Kieran didn't reply, instead he goosed Joby's backside all down the corridor.


Whilst the clowns were sleeping in the hay, Tamaz had gone into the goats' pen next door, where Mieps was sleeping on a camp-bed. As he approached the bed, Tamaz could see that Mieps was having a nightmare, quivering and shaking in his sleep. Tamaz nudged him tentatively, and Mieps woke up with such a start that Tamaz instinctively backed away.

"What was the dream?" said Tamaz, when Mieps had come round fully to consciousness "Tell me".

"Everything was so dark and cold", said Mieps, sitting up "The darkness was so intense. Someone gave me a glass jar. It had a thing inside it, a creature of some sort, something that I just knew I didn't want to see. They took the lid off the jar, and made me look in at this thing. It was large and black. I'm not sure if it was solid or not, but it had tentacles".

"The essence of evil", said Tamaz, sitting down next to him "That's what it sounds like to me. Kieran and Joby had to walk into it after Father Gabriel was killed".

"That must've taken some balls", said Mieps "I didn't even want to look at this thing, let alone touch it in any way!"

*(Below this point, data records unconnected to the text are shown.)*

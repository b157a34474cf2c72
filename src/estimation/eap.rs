//! Expected-a-posteriori ability estimation.
//!
//! Purpose
//! -------
//! Estimate θ as the posterior mean over a discretized prior: for each grid
//! cell, weight the exponentiated pattern log-likelihood by the prior mass
//! and average the cell abscissas. The prior grid need not be normalized —
//! the normalizing constant cancels in the ratio.

use crate::irt::likelihood::log_likelihood;
use crate::irt::params::ItemParams;
use crate::irt::priors::PriorGrid;

/// Posterior-mean estimate of θ over `grid`.
///
/// Returns `Σ θ·ℓ(θ)·π(θ) / Σ ℓ(θ)·π(θ)` with `ℓ = exp(logL)`. When the
/// denominator underflows to zero (a pattern impossible everywhere the
/// prior has mass), the estimate falls back to 0.
pub fn estimate_eap(zetas: &[ItemParams], responses: &[bool], grid: &PriorGrid) -> f64 {
    let mut numerator = 0.0;
    let mut denominator = 0.0;
    for (&theta, &weight) in grid.points.iter().zip(grid.weights.iter()) {
        let likelihood = log_likelihood(theta, zetas, responses).exp();
        numerator += theta * likelihood * weight;
        denominator += likelihood * weight;
    }
    if denominator == 0.0 {
        0.0
    } else {
        numerator / denominator
    }
}

#[cfg(test)]
mod tests {
    use super::*;
    use crate::irt::priors::PriorSpec;
    use approx::assert_abs_diff_eq;

    fn standard_grid() -> PriorGrid {
        PriorSpec::default().to_grid(-6.0, 6.0).expect("default prior is valid")
    }

    #[test]
    // Purpose
    // -------
    // With no responses the posterior is the prior, so the estimate sits at
    // the prior mean.
    fn empty_pattern_returns_the_prior_mean() {
        let theta = estimate_eap(&[], &[], &standard_grid());

        assert_abs_diff_eq!(theta, 0.0, epsilon = 1e-9);
    }

    #[test]
    // Purpose
    // -------
    // Evidence moves the posterior mean in the direction of the responses,
    // but the prior keeps it short of the likelihood-only estimate.
    fn prior_shrinks_the_estimate_toward_its_mean() {
        let zetas = [ItemParams::with_difficulty(-1.0), ItemParams::with_difficulty(-0.5)];
        let responses = [false, false];

        let eap = estimate_eap(&zetas, &responses, &standard_grid());
        let mle = crate::estimation::mle::estimate_mle(&zetas, &responses, -6.0, 6.0);

        assert!(eap < 0.0);
        assert!(eap > mle, "EAP {eap} should sit above MLE {mle}");
    }

    #[test]
    // Purpose
    // -------
    // A uniform prior confines the estimate to its support even when the
    // evidence points outside it.
    fn uniform_prior_confines_the_estimate_to_its_support() {
        let grid = PriorSpec::Uniform { min_support: 0.0, max_support: 2.0 }
            .to_grid(-6.0, 6.0)
            .expect("valid prior");
        let zetas = [ItemParams::with_difficulty(0.0); 3];

        let theta = estimate_eap(&zetas, &[false, false, false], &grid);

        assert!((0.0..=2.0).contains(&theta));
    }

    #[test]
    // Purpose
    // -------
    // When the likelihood underflows everywhere the prior has mass, the
    // estimate falls back to zero instead of dividing by zero.
    fn underflowed_posterior_falls_back_to_zero() {
        let grid = PriorSpec::Uniform { min_support: 4.0, max_support: 6.0 }
            .to_grid(-6.0, 6.0)
            .expect("valid prior");
        // Forty incorrect answers on an item that is trivially easy
        // everywhere in the support: each contributes log(ε).
        let zetas = vec![ItemParams::new(5.0, -10.0, 0.0, 1.0).expect("valid params"); 40];
        let responses = vec![false; 40];

        let theta = estimate_eap(&zetas, &responses, &grid);

        assert_eq!(theta, 0.0);
    }
}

He shuddered and Tamaz nuzzled up against him. He gently pulled open Mieps's shirt and kissed his breasts. Mieps gave a heartfelt sigh of gratitude and kissed him in return.


"I'm fed up with this!" Joby roared, standing at the entrance to the food-store "Everytime I look in here, there's someone doing something they shouldn't. Out! Out!"

He chased Hoowie out of the food-store, and then out of the galley, watched by a perplexed Kieran.

"What was he doing?" said Kieran, after Hoowie had gone.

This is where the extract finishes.